Recap: Ducks Roll Past WOU, 103-58, in Exhibition Opener

by Rob Moseley
Editor, GoDucks.com

As a two-year veteran of the major college ranks, Katelyn Loper recognized the ace UO coach Paul Westhead was keeping up his sleeve.

The pair of aces, make that.

With the exhibition opener approaching for his Oregon women's basketball team, Westhead had talked much about veterans like Ariel Thomas, players coming off injury such as Lexi Petersen, and of course last year's fabulous freshman, Jillian Alleyne.

What he hadn't done much was hype the new class of first-year Ducks  point guard Drea Toler and wing Chrishae Rowe.

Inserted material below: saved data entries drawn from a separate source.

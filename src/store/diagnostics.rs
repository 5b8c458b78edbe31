//! Store Diagnostics
//!
//! Values derived on demand from a [`BoundedStore`] for the status page and
//! metrics. Nothing here is stored separately from the store itself.

use serde::{Deserialize, Serialize};

use super::bounded::BoundedStore;

/// Point-in-time view of store health
#[derive(Debug, Clone, Copy, PartialEq, Serialize, Deserialize)]
pub struct Diagnostics {
    /// Number of stored entries
    pub entry_count: usize,
    /// Aggregate cost of stored entries
    pub total_size_bytes: u64,
    /// Configured byte budget
    pub budget_bytes: u64,
    /// Entries per millisecond of retained history
    pub throughput_estimate: f64,
}

impl Diagnostics {
    /// Derive diagnostics from the current store contents
    pub fn from_store(store: &BoundedStore) -> Self {
        Self {
            entry_count: store.len(),
            total_size_bytes: store.total_size(),
            budget_bytes: store.budget(),
            throughput_estimate: throughput_estimate(store),
        }
    }

    /// Fraction of the budget in use
    pub fn utilization(&self) -> f64 {
        if self.budget_bytes == 0 {
            0.0
        } else {
            self.total_size_bytes as f64 / self.budget_bytes as f64
        }
    }
}

/// `entry_count / (newest - oldest)`, or 0 when the span is not positive
pub fn throughput_estimate(store: &BoundedStore) -> f64 {
    match (store.newest(), store.oldest()) {
        (Some(newest), Some(oldest)) => {
            let span = newest.timestamp().saturating_sub(oldest.timestamp());
            if span > 0 {
                store.len() as f64 / span as f64
            } else {
                0.0
            }
        }
        _ => 0.0,
    }
}

// =============================================================================
// Tests
// =============================================================================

"This whole time I've been like, 'People have no idea,'" Loper said. "They're great. Chrishae is amazing, and Drea is so fast. He did well picking people that fit the system."

"The System" would be Westhead's trademark brand of uptempo basketball. It never got up and running in 2012-13, when the Ducks were ravaged by injury. But with Toler and Rowe newly in the mix, and three-point gunner Loper now eligible after sitting out last season under NCAA transfer rules, the engine that runs "The System" got an impressive retrofit.

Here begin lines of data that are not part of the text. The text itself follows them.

//! Broadcast Tower
//!
//! Ephemeral, byte-bounded message log served over HTTP.
//!
//! # Architecture
//!
//! ```text
//! ┌─────────────────────────────────────────────────────────────┐
//! │                       Broadcast Tower                        │
//! ├─────────────────────────────────────────────────────────────┤
//! │  ┌──────────────┐    ┌──────────────┐    ┌──────────────┐   │
//! │  │  API server  │───▶│  Broadcast   │───▶│   Bounded    │   │
//! │  │  (:3000)     │    │   Service    │    │    Store     │   │
//! │  └──────────────┘    └──────┬───────┘    └──────────────┘   │
//! │  ┌──────────────┐           │                               │
//! │  │ Health server│◀──────────┘ metrics                       │
//! │  │  (:8081)     │                                           │
//! │  └──────────────┘                                           │
//! └─────────────────────────────────────────────────────────────┘
//! ```

use std::net::SocketAddr;
use std::sync::Arc;

use clap::Parser;
use tokio::net::TcpListener;
use tokio_util::sync::CancellationToken;
use tracing::{error, info, warn, Level};
use tracing_subscriber::filter::Directive;
use tracing_subscriber::{fmt, prelude::*, EnvFilter};

use broadcast_tower::api::{self, ApiRouter, HealthRouter};
use broadcast_tower::config::TowerConfig;
use broadcast_tower::error::{Error, Result};
use broadcast_tower::health::HealthCheck;
use broadcast_tower::memory::{FixedMemoryCeiling, MemoryCeiling, SystemMemoryCeiling};
use broadcast_tower::metrics::TowerMetrics;
use broadcast_tower::service::BroadcastService;

// =============================================================================
// CLI Arguments
// =============================================================================

/// Broadcast Tower - ephemeral in-memory message log
#[derive(Parser, Debug)]
#[command(author, version, about, long_about = None)]
struct Args {
    /// API bind host
    #[arg(long, env = "HOST", default_value = "0.0.0.0")]
    host: String,

    /// API bind port
    #[arg(long, env = "PORT", default_value = "3000")]
    port: u16,

    /// Maximum number of messages returned by one query
    #[arg(long, env = "MAX_NUMBER_OF_MESSAGES_PER_QUERY", default_value = "1000")]
    max_number_of_messages_per_query: usize,

    /// Maximum message size in bytes
    #[arg(long, env = "MAX_MESSAGE_SIZE_IN_BYTES", default_value = "10000")]
    max_message_size_in_bytes: usize,

    /// Upper bound on stored message bytes
    #[arg(long, env = "MAX_CACHE_SIZE_IN_BYTES", default_value = "1000000000")]
    max_cache_size_in_bytes: u64,

    /// Memory ceiling override; read from cgroups/procfs when unset
    #[arg(long, env = "MEMORY_LIMIT_BYTES")]
    memory_limit_bytes: Option<u64>,

    /// Health server bind address
    #[arg(long, env = "HEALTH_ADDR", default_value = "0.0.0.0:8081")]
    health_addr: String,

    /// Log level (trace, debug, info, warn, error)
    #[arg(long, env = "LOG_LEVEL", default_value = "info")]
    log_level: String,

    /// Output logs as JSON
    #[arg(long, env = "LOG_JSON")]
    log_json: bool,
}

impl Args {
    fn tower_config(&self) -> TowerConfig {
        TowerConfig {
            max_message_size_bytes: self.max_message_size_in_bytes,
            max_messages_per_query: self.max_number_of_messages_per_query,
            max_cache_size_bytes: self.max_cache_size_in_bytes,
        }
    }
}

// =============================================================================
// Main
// =============================================================================

#[tokio::main]
async fn main() -> Result<()> {
    let args = Args::parse();

    init_logging(&args)?;

    let config = args.tower_config();
    config.validate().map_err(|e| {
        error!("Invalid configuration: {}", e);
        e
    })?;

    let ceiling: Box<dyn MemoryCeiling> = match args.memory_limit_bytes {
        Some(limit) => Box::new(FixedMemoryCeiling(Some(limit))),
        None => Box::new(SystemMemoryCeiling::default()),
    };
    let memory_limit = ceiling.memory_limit_bytes();
    if memory_limit.is_none() {
        warn!("Could not determine memory limit, using configured cache size as budget");
    }
    let budget = config.effective_budget(memory_limit);

    info!("Starting Broadcast Tower v{}", broadcast_tower::VERSION);
    info!(
        "  Max messages per query: {}",
        config.max_messages_per_query
    );
    info!(
        "  Max message size: {} bytes",
        config.max_message_size_bytes
    );
    info!("  Max cache size: {} bytes", config.max_cache_size_bytes);
    match memory_limit {
        Some(limit) => info!("  Memory limit: {} bytes", limit),
        None => info!("  Memory limit: unknown"),
    }
    info!("  Store budget: {} bytes", budget);

    let metrics = TowerMetrics::new()?;
    let service = Arc::new(BroadcastService::new(config, budget, metrics.clone()));
    let health = Arc::new(HealthCheck::new());
    let shutdown = CancellationToken::new();

    // Start health server
    let health_addr: SocketAddr = args.health_addr.parse()?;
    let health_listener = TcpListener::bind(health_addr).await.map_err(|e| {
        error!("Failed to bind health server on {}: {}", health_addr, e);
        Error::Io(e)
    })?;
    let health_router = HealthRouter::new(health.clone(), metrics);
    let health_task = tokio::spawn(api::serve(
        "health",
        health_listener,
        move |req| {
            let router = health_router.clone();
            async move { router.handle(req).await }
        },
        shutdown.clone(),
    ));

    // Start API server
    let api_addr = format!("{}:{}", args.host, args.port);
    let api_listener = TcpListener::bind(&api_addr).await.map_err(|e| {
        error!("Failed to bind API server on {}: {}", api_addr, e);
        Error::Io(e)
    })?;
    health.set_ready(true);

    let api_router = ApiRouter::new(service);
    let api_task = tokio::spawn(api::serve(
        "api",
        api_listener,
        move |req| {
            let router = api_router.clone();
            async move { router.handle(req).await }
        },
        shutdown.clone(),
    ));

    wait_for_signal().await;
    info!("Shutdown signal received");
    health.set_ready(false);
    shutdown.cancel();

    for (name, task) in [("api", api_task), ("health", health_task)] {
        match task.await {
            Ok(Ok(())) => {}
            Ok(Err(e)) => error!("{} server error: {}", name, e),
            Err(e) => error!("{} server task failed: {}", name, e),
        }
    }

    info!("Broadcast Tower shutdown complete");
    Ok(())
}

// =============================================================================
// Logging Setup
// =============================================================================

fn init_logging(args: &Args) -> Result<()> {
    let level = match args.log_level.to_lowercase().as_str() {
        "trace" => Level::TRACE,
        "debug" => Level::DEBUG,
        "info" => Level::INFO,
        "warn" => Level::WARN,
        "error" => Level::ERROR,
        _ => Level::INFO,
    };

    let hyper_directive: Directive = "hyper=warn"
        .parse()
        .map_err(|e| Error::Config(format!("invalid log directive: {}", e)))?;
    let filter = EnvFilter::from_default_env()
        .add_directive(level.into())
        .add_directive(hyper_directive);

    if args.log_json {
        tracing_subscriber::registry()
            .with(filter)
            .with(fmt::layer().json())
            .init();
    } else {
        tracing_subscriber::registry()
            .with(filter)
            .with(fmt::layer().with_target(true))
            .init();
    }
    Ok(())
}

// =============================================================================
// Signals
// =============================================================================

#[cfg(unix)]
async fn wait_for_signal() {
    use tokio::signal::unix::{signal, SignalKind};

    let mut terminate = match signal(SignalKind::terminate()) {
        Ok(stream) => stream,
        Err(e) => {
            warn!("Cannot install SIGTERM handler: {}", e);
            if let Err(e) = tokio::signal::ctrl_c().await {
                error!("Cannot listen for Ctrl-C: {}", e);
            }
            return;
        }
    };

    tokio::select! {
        result = tokio::signal::ctrl_c() => {
            if let Err(e) = result {
                error!("Cannot listen for Ctrl-C: {}", e);
            }
        }
        _ = terminate.recv() => {}
    }
}

#[cfg(not(unix))]
async fn wait_for_signal() {
    if let Err(e) = tokio::signal::ctrl_c().await {
        error!("Cannot listen for Ctrl-C: {}", e);
    }
}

Of course, it won't take much to improve on last season's 4-27 finish. But the newcomers showed in Wednesday's 103-58 exhibition win over Western Oregon that — if healthy — this should be a much more entertaining team to watch, and a more consistently competitive one, too.

"Our two freshmen showed very good promise," Westhead said. "… As we roll into the season, the competition will get stronger. But I don't have any (concerns) either one of them will weaken because of the competition. I think they'll be on the job."

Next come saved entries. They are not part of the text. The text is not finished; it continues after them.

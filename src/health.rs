//! Health Checks
//!
//! Liveness and readiness for the health listener. The service is live from
//! start-up and becomes ready once the API listener is bound.

use std::sync::atomic::{AtomicBool, Ordering};
use std::time::{Duration, Instant};

use serde::{Deserialize, Serialize};

/// Health status
#[derive(Debug, Clone, Copy, PartialEq, Eq, Serialize, Deserialize)]
pub enum HealthStatus {
    /// Service is healthy
    Healthy,
    /// Service is unhealthy
    Unhealthy,
}

impl HealthStatus {
    pub fn is_healthy(&self) -> bool {
        *self == HealthStatus::Healthy
    }

    fn from_flag(flag: bool) -> Self {
        if flag {
            HealthStatus::Healthy
        } else {
            HealthStatus::Unhealthy
        }
    }
}

impl std::fmt::Display for HealthStatus {
    fn fmt(&self, f: &mut std::fmt::Formatter<'_>) -> std::fmt::Result {
        match self {
            HealthStatus::Healthy => write!(f, "Healthy"),
            HealthStatus::Unhealthy => write!(f, "Unhealthy"),
        }
    }
}

/// Overall health report
#[derive(Debug, Clone, Serialize, Deserialize)]
pub struct HealthReport {
    /// Worst of liveness and readiness
    pub status: HealthStatus,
    pub live: HealthStatus,
    pub ready: HealthStatus,
    /// Crate version
    pub version: String,
    /// Uptime in seconds
    pub uptime_seconds: u64,
}

/// Readiness flag and uptime.
///
/// Liveness is answered by the health listener itself: if it responds, the
/// process is live.
#[derive(Debug)]
pub struct HealthCheck {
    start_time: Instant,
    ready: AtomicBool,
}

impl HealthCheck {
    /// Live, not yet ready
    pub fn new() -> Self {
        Self {
            start_time: Instant::now(),
            ready: AtomicBool::new(false),
        }
    }

    pub fn uptime(&self) -> Duration {
        self.start_time.elapsed()
    }

    pub fn set_ready(&self, ready: bool) {
        self.ready.store(ready, Ordering::Relaxed);
    }

    pub fn liveness(&self) -> HealthStatus {
        HealthStatus::Healthy
    }

    pub fn readiness(&self) -> HealthStatus {
        HealthStatus::from_flag(self.ready.load(Ordering::Relaxed))
    }

    /// Combined report
    pub fn report(&self) -> HealthReport {
        let live = self.liveness();
        let ready = self.readiness();
        let status = if live.is_healthy() && ready.is_healthy() {
            HealthStatus::Healthy
        } else {
            HealthStatus::Unhealthy
        };

        HealthReport {
            status,
            live,
            ready,
            version: crate::VERSION.to_string(),
            uptime_seconds: self.uptime().as_secs(),
        }
    }
}

impl Default for HealthCheck {
    fn default() -> Self {
        Self::new()
    }
}

// =============================================================================
// Tests
// =============================================================================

Western Oregon was an overmatched opponent Wednesday; the Ducks had a 63-43 rebounding advantage, and it should have been at least that given their advantages in size and athleticism. Still, it was a first chance for Rowe and Toler to test themselves again opposing collegiate players, and for Loper to knock any rust off after her transfer from Hofstra.

Loper came out gunning, making 3-of-9 three-pointers in the first half. Rowe made 7-of-8 shots in the first 20 minutes, as each finished with a game-high 17 points. Toler found her touch in the lane in the second half, and added another 15 points.

They led Oregon's cracking of the century mark on the scoreboard, something that's supposed to be frequent under Westhead. And they looked like potentially some of the Ducks' best offensive weapons in the upcoming season.

"I think that's part of the reason I'm here," said Rowe, who averaged 19.9 points as a high school senior, with a season-high 41 in one game.

Rowe wore down in the second half, making 1-of-6 field goals. But over the course of this season, Westhead predicted, "she's going to be able to step up and make shots in big situations."

Toler stands just 5-foot-5, but is so quick that the best comparison Thomas could come up with was Johnathan Loyd, from the UO men's team.

As Oregon's two healthy point guards, Toler and Thomas go head-to-head in practices. Thus, Toler said, she had some idea of what to expect in her debut Wednesday.

"It makes me a better player, and I think it helps her too," Toler said of sparring with Thomas. "Because it's very competitive."

The addition of Toler, Rowe and Loper allowed Westhead to use 12 players Wednesday — 10 for at least 13 minutes. That was despite the season-ending knee injury to Jordan Loera, the ongoing recoveries of Petersen and Laura Stanulis from surgery last year, and Amanda Delgado's lingering knee issues.

All that depth helped on the defensive end, where Westhead turned up the heat Wednesday in ways he couldn't due to numbers last winter, when he was down to seven healthy bodies at one point.

"We might not have pressed that much the whole season," Westhead said.

Continued production will determine the size of the regular rotation later in the season, and which players comprise it. One way for them to help themselves is with a better nose for offensive rebounding; Westhead hopes the rest of the roster can mimic Thomas' tenacity in that facet of the game.

The Ducks also won Wednesday with limited production from Alleyne. The super sophomore had seven points and 11 rebounds, not to be taken for granted but nothing extraordinary given her marvelous debut season.

Oregon could get by without Alleyne because of the contributions from the newcomers. And that includes Loper, who, like the freshmen, has been somewhat overlooked as the Ducks' prospects for this season have been assessed.

She wasn't to be ignored once the game started, however, hitting a three-pointer on the Ducks' first possession, and shooting 10 more over the course of the game. Oregon could sorely use some production from behind the arc after shooting 26.5 percent as a team last season, so nobody was complaining with Loper's shot selection.

"They said it was fine, and I was happy with them myself — I'm my biggest critic, and today I was actually happy with it," she said.

What a relief, then, for Loper and her new freshman teammates, to have come away satisfied with their Duck debuts.

"To come back and play well was really nice," Loper said. "It was nice to just kind of get my feet wet and get back into it. First game's over with, so now I'm OK."